PROMPT
Starting at the line that contains "self.x_min + margin" and ending at the line that contains "let mut v = Vitals::new(Vec2::new(-60.0, 300.0), 100.0, 10.0);", the lines below are to be given again exactly, with nothing added.
(INFORMATION GIVEN)
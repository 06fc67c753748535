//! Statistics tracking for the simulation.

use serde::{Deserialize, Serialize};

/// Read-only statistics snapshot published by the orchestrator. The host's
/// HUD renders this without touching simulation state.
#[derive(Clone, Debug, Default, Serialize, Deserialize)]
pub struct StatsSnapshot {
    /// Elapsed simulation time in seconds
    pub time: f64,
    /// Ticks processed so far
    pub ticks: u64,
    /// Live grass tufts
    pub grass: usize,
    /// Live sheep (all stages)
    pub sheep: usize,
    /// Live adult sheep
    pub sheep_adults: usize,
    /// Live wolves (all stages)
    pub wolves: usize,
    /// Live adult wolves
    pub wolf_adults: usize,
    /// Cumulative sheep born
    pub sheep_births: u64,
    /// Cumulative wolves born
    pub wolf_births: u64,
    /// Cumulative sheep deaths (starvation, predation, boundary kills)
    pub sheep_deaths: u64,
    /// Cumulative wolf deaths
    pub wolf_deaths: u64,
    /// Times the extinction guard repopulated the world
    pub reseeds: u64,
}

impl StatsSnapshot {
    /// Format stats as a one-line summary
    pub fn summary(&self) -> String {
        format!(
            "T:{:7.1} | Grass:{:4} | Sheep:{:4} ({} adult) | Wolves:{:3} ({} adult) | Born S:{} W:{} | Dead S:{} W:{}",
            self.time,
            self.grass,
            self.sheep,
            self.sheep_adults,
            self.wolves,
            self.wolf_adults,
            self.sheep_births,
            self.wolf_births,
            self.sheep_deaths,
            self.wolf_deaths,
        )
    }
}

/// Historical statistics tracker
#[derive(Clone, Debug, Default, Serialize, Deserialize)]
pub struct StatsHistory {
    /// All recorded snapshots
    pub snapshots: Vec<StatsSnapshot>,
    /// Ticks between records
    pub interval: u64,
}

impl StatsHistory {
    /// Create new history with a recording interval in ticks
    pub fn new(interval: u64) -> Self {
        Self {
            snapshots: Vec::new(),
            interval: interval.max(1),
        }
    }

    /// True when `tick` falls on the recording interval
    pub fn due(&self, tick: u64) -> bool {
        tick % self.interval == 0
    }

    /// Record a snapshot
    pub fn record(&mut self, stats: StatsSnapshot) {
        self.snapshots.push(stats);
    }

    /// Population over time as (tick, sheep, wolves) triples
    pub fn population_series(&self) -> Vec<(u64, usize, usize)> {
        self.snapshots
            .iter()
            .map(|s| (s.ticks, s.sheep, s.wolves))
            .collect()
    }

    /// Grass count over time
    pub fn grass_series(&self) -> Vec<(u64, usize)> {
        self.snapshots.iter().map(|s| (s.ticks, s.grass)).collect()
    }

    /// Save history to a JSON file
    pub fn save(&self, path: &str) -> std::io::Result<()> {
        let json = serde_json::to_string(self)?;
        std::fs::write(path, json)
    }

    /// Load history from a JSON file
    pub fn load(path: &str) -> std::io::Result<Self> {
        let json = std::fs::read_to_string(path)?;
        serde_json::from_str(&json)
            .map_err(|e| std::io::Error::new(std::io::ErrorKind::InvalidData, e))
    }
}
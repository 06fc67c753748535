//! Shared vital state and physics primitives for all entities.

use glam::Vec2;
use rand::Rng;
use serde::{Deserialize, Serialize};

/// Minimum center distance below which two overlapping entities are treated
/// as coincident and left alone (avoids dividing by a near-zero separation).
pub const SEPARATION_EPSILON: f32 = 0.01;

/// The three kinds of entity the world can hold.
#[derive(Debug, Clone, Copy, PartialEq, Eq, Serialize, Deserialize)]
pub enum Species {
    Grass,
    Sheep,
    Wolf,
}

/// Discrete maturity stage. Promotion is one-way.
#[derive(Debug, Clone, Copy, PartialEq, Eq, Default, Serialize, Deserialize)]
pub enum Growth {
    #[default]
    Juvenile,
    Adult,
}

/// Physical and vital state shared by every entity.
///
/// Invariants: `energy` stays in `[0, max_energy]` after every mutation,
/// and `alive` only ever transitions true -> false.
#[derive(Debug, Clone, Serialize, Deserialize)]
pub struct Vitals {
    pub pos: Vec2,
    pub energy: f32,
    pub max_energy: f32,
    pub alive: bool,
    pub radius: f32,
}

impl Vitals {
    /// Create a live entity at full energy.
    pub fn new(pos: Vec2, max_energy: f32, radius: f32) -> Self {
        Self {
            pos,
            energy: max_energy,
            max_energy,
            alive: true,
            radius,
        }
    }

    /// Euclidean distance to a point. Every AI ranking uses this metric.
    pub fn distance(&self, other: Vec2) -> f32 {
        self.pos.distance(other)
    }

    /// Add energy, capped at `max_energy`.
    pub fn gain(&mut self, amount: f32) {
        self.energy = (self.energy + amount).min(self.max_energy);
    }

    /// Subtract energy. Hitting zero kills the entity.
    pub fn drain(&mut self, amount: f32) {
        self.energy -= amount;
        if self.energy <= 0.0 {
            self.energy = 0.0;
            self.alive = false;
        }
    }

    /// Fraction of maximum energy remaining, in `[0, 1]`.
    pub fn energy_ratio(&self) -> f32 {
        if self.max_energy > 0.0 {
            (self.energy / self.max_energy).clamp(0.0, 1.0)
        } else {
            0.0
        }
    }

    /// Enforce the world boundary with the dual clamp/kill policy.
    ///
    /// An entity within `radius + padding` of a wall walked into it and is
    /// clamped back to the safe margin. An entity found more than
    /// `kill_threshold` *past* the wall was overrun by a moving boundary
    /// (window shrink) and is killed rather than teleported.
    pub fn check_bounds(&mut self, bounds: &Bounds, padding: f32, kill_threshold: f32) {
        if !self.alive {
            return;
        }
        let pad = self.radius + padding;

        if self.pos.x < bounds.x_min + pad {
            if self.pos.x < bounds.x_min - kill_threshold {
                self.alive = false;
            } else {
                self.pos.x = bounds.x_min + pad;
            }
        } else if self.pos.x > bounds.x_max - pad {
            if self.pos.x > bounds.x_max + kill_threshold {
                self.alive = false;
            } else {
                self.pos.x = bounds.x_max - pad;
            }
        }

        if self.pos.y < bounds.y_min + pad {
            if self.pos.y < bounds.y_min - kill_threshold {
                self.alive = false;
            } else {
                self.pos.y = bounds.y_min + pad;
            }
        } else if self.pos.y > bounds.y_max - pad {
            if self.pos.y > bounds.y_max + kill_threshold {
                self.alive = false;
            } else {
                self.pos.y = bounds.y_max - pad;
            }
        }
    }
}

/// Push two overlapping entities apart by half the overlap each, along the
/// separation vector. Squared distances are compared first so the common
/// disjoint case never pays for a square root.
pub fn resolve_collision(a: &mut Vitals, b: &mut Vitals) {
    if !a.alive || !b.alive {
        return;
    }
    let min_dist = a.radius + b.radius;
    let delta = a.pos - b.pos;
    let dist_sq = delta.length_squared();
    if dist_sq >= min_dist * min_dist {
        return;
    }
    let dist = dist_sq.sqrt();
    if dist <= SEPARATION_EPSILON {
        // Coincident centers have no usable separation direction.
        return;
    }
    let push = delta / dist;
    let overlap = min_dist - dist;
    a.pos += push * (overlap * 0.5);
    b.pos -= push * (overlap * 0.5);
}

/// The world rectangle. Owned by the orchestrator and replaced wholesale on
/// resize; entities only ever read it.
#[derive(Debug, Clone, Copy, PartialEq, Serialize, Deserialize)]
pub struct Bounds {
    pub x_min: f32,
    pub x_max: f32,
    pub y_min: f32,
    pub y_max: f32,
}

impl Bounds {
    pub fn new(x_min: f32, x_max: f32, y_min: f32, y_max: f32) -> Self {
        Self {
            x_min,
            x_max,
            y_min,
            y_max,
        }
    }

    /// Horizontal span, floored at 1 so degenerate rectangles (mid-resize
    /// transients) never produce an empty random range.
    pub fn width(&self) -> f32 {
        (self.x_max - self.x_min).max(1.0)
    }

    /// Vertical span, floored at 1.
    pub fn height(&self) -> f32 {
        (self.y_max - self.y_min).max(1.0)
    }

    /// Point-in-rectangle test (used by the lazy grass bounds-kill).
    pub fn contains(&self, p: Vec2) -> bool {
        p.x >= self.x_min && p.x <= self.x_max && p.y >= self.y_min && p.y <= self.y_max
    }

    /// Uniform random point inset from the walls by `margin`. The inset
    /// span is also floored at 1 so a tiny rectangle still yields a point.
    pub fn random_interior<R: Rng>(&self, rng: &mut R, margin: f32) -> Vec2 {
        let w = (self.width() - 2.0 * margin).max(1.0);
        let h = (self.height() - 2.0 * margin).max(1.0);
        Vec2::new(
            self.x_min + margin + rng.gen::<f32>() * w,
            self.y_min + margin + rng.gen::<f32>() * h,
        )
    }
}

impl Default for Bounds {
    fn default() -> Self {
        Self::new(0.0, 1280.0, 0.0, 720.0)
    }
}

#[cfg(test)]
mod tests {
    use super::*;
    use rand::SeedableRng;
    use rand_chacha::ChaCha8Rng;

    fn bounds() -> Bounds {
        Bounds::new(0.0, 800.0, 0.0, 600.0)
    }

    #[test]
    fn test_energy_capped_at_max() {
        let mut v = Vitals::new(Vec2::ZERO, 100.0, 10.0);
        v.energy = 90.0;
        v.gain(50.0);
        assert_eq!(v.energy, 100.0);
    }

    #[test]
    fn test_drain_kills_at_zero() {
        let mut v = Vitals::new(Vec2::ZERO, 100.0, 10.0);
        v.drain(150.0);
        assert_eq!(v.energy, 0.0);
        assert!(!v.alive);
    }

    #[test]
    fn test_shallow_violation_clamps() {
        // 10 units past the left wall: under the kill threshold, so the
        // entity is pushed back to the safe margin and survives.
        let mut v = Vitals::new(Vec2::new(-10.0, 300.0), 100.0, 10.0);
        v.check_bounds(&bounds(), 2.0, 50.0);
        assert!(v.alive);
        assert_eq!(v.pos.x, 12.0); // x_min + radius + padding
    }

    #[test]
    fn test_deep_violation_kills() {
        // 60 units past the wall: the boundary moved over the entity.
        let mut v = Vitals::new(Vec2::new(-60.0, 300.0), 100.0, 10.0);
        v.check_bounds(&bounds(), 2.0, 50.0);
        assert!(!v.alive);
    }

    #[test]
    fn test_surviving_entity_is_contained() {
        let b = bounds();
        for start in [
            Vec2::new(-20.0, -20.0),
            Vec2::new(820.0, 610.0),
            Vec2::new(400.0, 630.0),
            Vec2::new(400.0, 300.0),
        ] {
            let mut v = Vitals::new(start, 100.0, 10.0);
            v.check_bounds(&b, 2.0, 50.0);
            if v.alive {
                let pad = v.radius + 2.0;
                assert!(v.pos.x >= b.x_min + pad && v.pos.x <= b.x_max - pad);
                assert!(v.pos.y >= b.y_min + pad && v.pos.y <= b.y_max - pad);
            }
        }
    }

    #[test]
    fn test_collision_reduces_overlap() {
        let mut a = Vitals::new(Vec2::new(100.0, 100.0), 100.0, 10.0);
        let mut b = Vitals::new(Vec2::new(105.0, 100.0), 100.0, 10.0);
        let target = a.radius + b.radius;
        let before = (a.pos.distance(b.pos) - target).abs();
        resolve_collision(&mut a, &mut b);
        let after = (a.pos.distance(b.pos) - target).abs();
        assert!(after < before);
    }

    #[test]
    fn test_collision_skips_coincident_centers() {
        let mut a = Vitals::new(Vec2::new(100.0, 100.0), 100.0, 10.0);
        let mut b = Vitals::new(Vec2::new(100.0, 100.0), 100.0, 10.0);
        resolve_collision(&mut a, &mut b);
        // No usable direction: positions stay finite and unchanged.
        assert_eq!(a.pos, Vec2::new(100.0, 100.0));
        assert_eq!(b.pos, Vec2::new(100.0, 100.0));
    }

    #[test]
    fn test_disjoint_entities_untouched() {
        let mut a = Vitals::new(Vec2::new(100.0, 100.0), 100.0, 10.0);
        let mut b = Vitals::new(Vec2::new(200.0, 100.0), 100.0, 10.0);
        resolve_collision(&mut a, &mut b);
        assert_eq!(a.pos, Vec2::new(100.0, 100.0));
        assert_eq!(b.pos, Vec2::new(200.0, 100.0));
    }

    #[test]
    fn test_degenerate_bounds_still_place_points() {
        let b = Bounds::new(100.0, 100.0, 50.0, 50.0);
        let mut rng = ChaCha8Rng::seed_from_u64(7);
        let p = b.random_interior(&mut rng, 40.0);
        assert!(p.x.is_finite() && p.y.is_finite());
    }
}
(End INFORMATION GIVEN)
ANSWER BOX
            self.x_min + margin + rng.gen::<f32>() * w,
            self.y_min + margin + rng.gen::<f32>() * h,
        )
    }
}

impl Default for Bounds {
    fn default() -> Self {
        Self::new(0.0, 1280.0, 0.0, 720.0)
    }
}

#[cfg(test)]
mod tests {
    use super::*;
    use rand::SeedableRng;
    use rand_chacha::ChaCha8Rng;

    fn bounds() -> Bounds {
        Bounds::new(0.0, 800.0, 0.0, 600.0)
    }

    #[test]
    fn test_energy_capped_at_max() {
        let mut v = Vitals::new(Vec2::ZERO, 100.0, 10.0);
        v.energy = 90.0;
        v.gain(50.0);
        assert_eq!(v.energy, 100.0);
    }

    #[test]
    fn test_drain_kills_at_zero() {
        let mut v = Vitals::new(Vec2::ZERO, 100.0, 10.0);
        v.drain(150.0);
        assert_eq!(v.energy, 0.0);
        assert!(!v.alive);
    }

    #[test]
    fn test_shallow_violation_clamps() {
        // 10 units past the left wall: under the kill threshold, so the
        // entity is pushed back to the safe margin and survives.
        let mut v = Vitals::new(Vec2::new(-10.0, 300.0), 100.0, 10.0);
        v.check_bounds(&bounds(), 2.0, 50.0);
        assert!(v.alive);
        assert_eq!(v.pos.x, 12.0); // x_min + radius + padding
    }

    #[test]
    fn test_deep_violation_kills() {
        // 60 units past the wall: the boundary moved over the entity.
        let mut v = Vitals::new(Vec2::new(-60.0, 300.0), 100.0, 10.0);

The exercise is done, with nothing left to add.